[[ The records open ]]

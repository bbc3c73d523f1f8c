//! Defines the error types produced while rendering an expression.
//!   - [`RasterError`] : a pixel buffer could not be allocated or addressed (too large, out of bounds).
//!   - [`Error`] : everything that can make [`render`](crate::render) fail as a whole.
//!
//! Malformed expressions are *not* errors: unknown commands and missing operands are replaced
//! by a visible `[?]` placeholder so that the rest of the expression still renders.

use std::fmt;

/// Result type for the [`RasterError`]
pub type RasterResult<T> = ::std::result::Result<T, RasterError>;

/// Errors having to do with pixel buffers.
#[derive(Debug, Clone, PartialEq)]
pub enum RasterError {
    /// The requested raster exceeds the pixel budget.
    TooLarge {
        /// requested width in pixels
        width:  usize,
        /// requested height in pixels
        height: usize,
        /// maximal number of pixels allowed
        limit:  usize,
    },
    /// A pixel access fell outside the raster.
    OutOfBounds {
        /// row of the access
        row: isize,
        /// column of the access
        col: isize,
    },
    /// In strict mode, drawing fell outside its canvas: the count of refused pixels,
    /// or of picture elements placed partly outside.
    Clipped(usize),
}

/// A generic error type covering any error that may happen during rendering.
#[derive(Debug, Clone, PartialEq)]
pub enum Error {
    /// Nothing left to render once the preamble was stripped.
    EmptyExpression,
    /// a raster error (allocation or addressing)
    Raster(RasterError),
}

impl From<RasterError> for Error {
    fn from(e: RasterError) -> Self {
        Error::Raster(e)
    }
}

impl fmt::Display for RasterError {
    fn fmt(&self, f: &mut fmt::Formatter) -> fmt::Result {
        use self::RasterError::*;
        match *self {
            TooLarge { width, height, limit } =>
                write!(f, "raster of {}x{} pixels exceeds the limit of {} pixels", width, height, limit),
            OutOfBounds { row, col } =>
                write!(f, "pixel ({}, {}) lies outside the raster", row, col),
            Clipped(n) =>
                write!(f, "{} drawing operations fell outside the canvas", n),
        }
    }
}

impl fmt::Display for Error {
    fn fmt(&self, f: &mut fmt::Formatter) -> fmt::Result {
        match *self {
            Error::EmptyExpression =>
                write!(f, "empty expression"),
            Error::Raster(ref e) =>
                write!(f, "raster error: {}", e),
        }
    }
}

impl std::error::Error for RasterError {}
impl std::error::Error for Error {}
#[cfg(test)]
mod tests {
    use super::*;
    use crate::font::BuiltinFont;
    use crate::layout::constants::NORMALSIZE;
    use crate::layout::RenderSettings;
    use crate::raster::Raster;

    fn render(expression: &str) -> Subraster {
        let font = BuiltinFont::new();
        let mut ctx = RenderContext::new(&font, RenderSettings::default());
        rasterize(expression, NORMALSIZE, &mut ctx).unwrap().unwrap()
    }

    fn ink(raster: &Raster) -> Vec<(isize, isize)> {
        let mut pixels = Vec::new();
        for row in 0 .. raster.height() as isize {
            for col in 0 .. raster.width() as isize {
                if raster.is_set(row, col) {
                    pixels.push((row, col));
                }
            }
        }
        pixels
    }

    #[test]
    fn placements() {
        assert_eq!(Placement::parse("1,2"), Some(Placement::at((1., 2.))));
        assert_eq!(Placement::parse("1,2;3,-4;5"), Some(Placement {
            x: 1., y: 2., dx: 3., dy: -4., count: 5, centered: false,
        }));
        assert_eq!(Placement::parse("1"), None);
    }

    #[test]
    fn anchors() {
        let boxed = Subraster::new(Raster::new(5, 7, crate::raster::PixelDepth::One).unwrap(), 4, 3, BoxKind::ComposedImage);
        assert_eq!(anchor(None, 20, 10, &boxed), (16, 10));
        assert_eq!(anchor(Some(PictureOrigin::LowerLeft), 20, 10, &boxed), (14, 10));
        assert_eq!(anchor(Some(PictureOrigin::UpperRight), 20, 10, &boxed), (20, 6));
        assert_eq!(anchor(Some(PictureOrigin::Center), 20, 10, &boxed), (17, 8));
        assert_eq!(anchor(Some(PictureOrigin::Point { row: 2, col: 1 }), 20, 10, &boxed), (18, 9));
    }

    #[test]
    fn diagonal_line() {
        let line = render(r"\line(1,1){10}");
        assert_eq!((line.width(), line.height()), (11, 11));
        assert_eq!(line.baseline, 10);
        assert!(line.raster.is_set(10, 0));
        assert!(line.raster.is_set(0, 10));
        assert!(line.raster.is_set(5, 5));
        assert!(!line.raster.is_set(0, 0));
    }

    #[test]
    fn line_slopes() {
        let shallow = render(r"\line(2,1){10}");
        assert_eq!((shallow.width(), shallow.height()), (11, 6));
        let vertical = render(r"\line(0,1){8}");
        assert_eq!((vertical.width(), vertical.height()), (1, 9));
        assert_eq!(ink(&vertical.raster).len(), 9);
        let falling = render(r"\line(1,-1){4}");
        assert!(falling.raster.is_set(0, 0) && falling.raster.is_set(4, 4));
    }

    #[test]
    fn rules_are_filled() {
        let rule = render(r"\rule{6}{3}");
        assert_eq!((rule.width(), rule.height(), rule.baseline), (6, 3, 2));
        assert_eq!(ink(&rule.raster).len(), 18);
        let lifted = render(r"\rule[2]{6}{3}");
        assert_eq!((lifted.height(), lifted.baseline), (5, 4));
        let sunk = render(r"\rule[-5]{6}{3}");
        assert_eq!((sunk.height(), sunk.baseline, sunk.descent()), (6, 0, 5));
    }

    #[test]
    fn circles() {
        let circle = render(r"\circle(10)");
        assert_eq!((circle.width(), circle.height()), (11, 11));
        assert!(circle.raster.is_set(0, 5));
        assert!(circle.raster.is_set(5, 10));
        assert!(!circle.raster.is_set(5, 5));
        let half = render(r"\circle(10;12)");
        assert!(half.raster.is_set(0, 5));
        assert!(!half.raster.is_set(10, 5));
    }

    #[test]
    fn beziers_start_at_their_anchor() {
        let curve = render(r"\bezier(10,0)(5,5)");
        assert_eq!((curve.width(), curve.height()), (11, 6));
        assert!(curve.raster.is_set(5, 0));
        assert!(curve.raster.is_set(5, 10));
    }

    #[test]
    fn picture_places_lines() {
        let picture = render(r"\picture(20,10){(0,0){\line(1,0){20}} (0,10){\line(1,0){20}}}");
        assert_eq!((picture.width(), picture.height()), (21, 11));
        assert_eq!(picture.baseline, 10);
        for col in 0 .. 21 {
            assert!(picture.raster.is_set(10, col), "bottom {}", col);
            assert!(picture.raster.is_set(0, col), "top {}", col);
        }
        assert!(!picture.raster.is_set(5, 5));
    }

    #[test]
    fn picture_orientations() {
        // a line going down-left from (10,10) ends at the origin
        let picture = render(r"\picture(10){(10,10){\line(-1,-1){10}}}");
        assert!(picture.raster.is_set(0, 10));
        assert!(picture.raster.is_set(10, 0));
        let centered = render(r"\picture(20){(10,10){\circle(10)}}");
        assert!(centered.raster.is_set(5, 10));
        assert!(centered.raster.is_set(15, 10));
        assert!(!centered.raster.is_set(10, 10));
    }

    #[test]
    fn repeated_elements() {
        let put = render(r"\picture(10,0){\put(0,0;5,0;3){\rule{1}{1}}}");
        assert_eq!(ink(&put.raster), vec![(0, 0), (0, 5), (0, 10)]);
        let multiput = render(r"\picture(10,0){\multiput(0,0)(5,0){3}{\rule{1}{1}}}");
        assert_eq!(put.raster, multiput.raster);
    }

    #[test]
    fn repeats_are_capped() {
        let placement = Placement::parse("0,0;1,1;1e9").unwrap();
        assert_eq!(placement.count, MAX_REPEAT);
        assert_eq!(Placement::parse("0,0;1,1;-3").unwrap().count, 0);

        let many = render(r"\picture(4){\multiput(0,0)(0,0){100000000}{\rule{1}{1}}}");
        assert_eq!(ink(&many.raster), vec![(4, 0)]);
        // copies leaving the canvas are skipped
        let away = render(r"\picture(4){\multiput(0,0)(1e15,1e15){100000000}{\rule{1}{1}}}");
        assert_eq!(ink(&away.raster), vec![(4, 0)]);
    }

    #[test]
    fn huge_dimensions_become_placeholders() {
        let placeholder = render(r"\text{[?]}");
        for huge in &[r"\line(1,0){1e20}", r"\line(1,1e300){1e10}", r"\picture(1e20){}", r"\circle(1e20)",
                      r"\rule{1e20}{2}", r"\rule[1e30]{2}{2}", r"\bezier(1e20,0)(0,0)"] {
            assert_eq!(render(huge).width(), placeholder.width(), "{}", huge);
        }
    }

    #[test]
    fn elements_far_outside_are_clipped() {
        let picture = render(r"\picture(4){(-1e300,1e300){\rule{1}{1}} (1e300,-1e300){\circle(2)}}");
        assert!(picture.raster.is_blank());
    }

    #[test]
    fn unit_length_scales() {
        let small = render(r"\picture(4){}");
        let large = render(r"\unitlength{3}\picture(4){}");
        assert_eq!(small.width(), 5);
        assert_eq!(large.width(), 13);
    }

    #[test]
    fn stray_tokens_in_pictures() {
        let picture = render(r"\picture(4){ junk \foo (0,0){\rule{1}{1}} }");
        assert_eq!(ink(&picture.raster), vec![(4, 0)]);
    }
}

[[ The records closed ]]

## [Problem to solve]
Only lines of the material that contain the word "Result" belong in the answer; copy each one.

## [Solution for this problem]
/// Result type for the [`RasterError`]
pub type RasterResult<T> = ::std::result::Result<T, RasterError>;
    fn fmt(&self, f: &mut fmt::Formatter) -> fmt::Result {
    fn fmt(&self, f: &mut fmt::Formatter) -> fmt::Result {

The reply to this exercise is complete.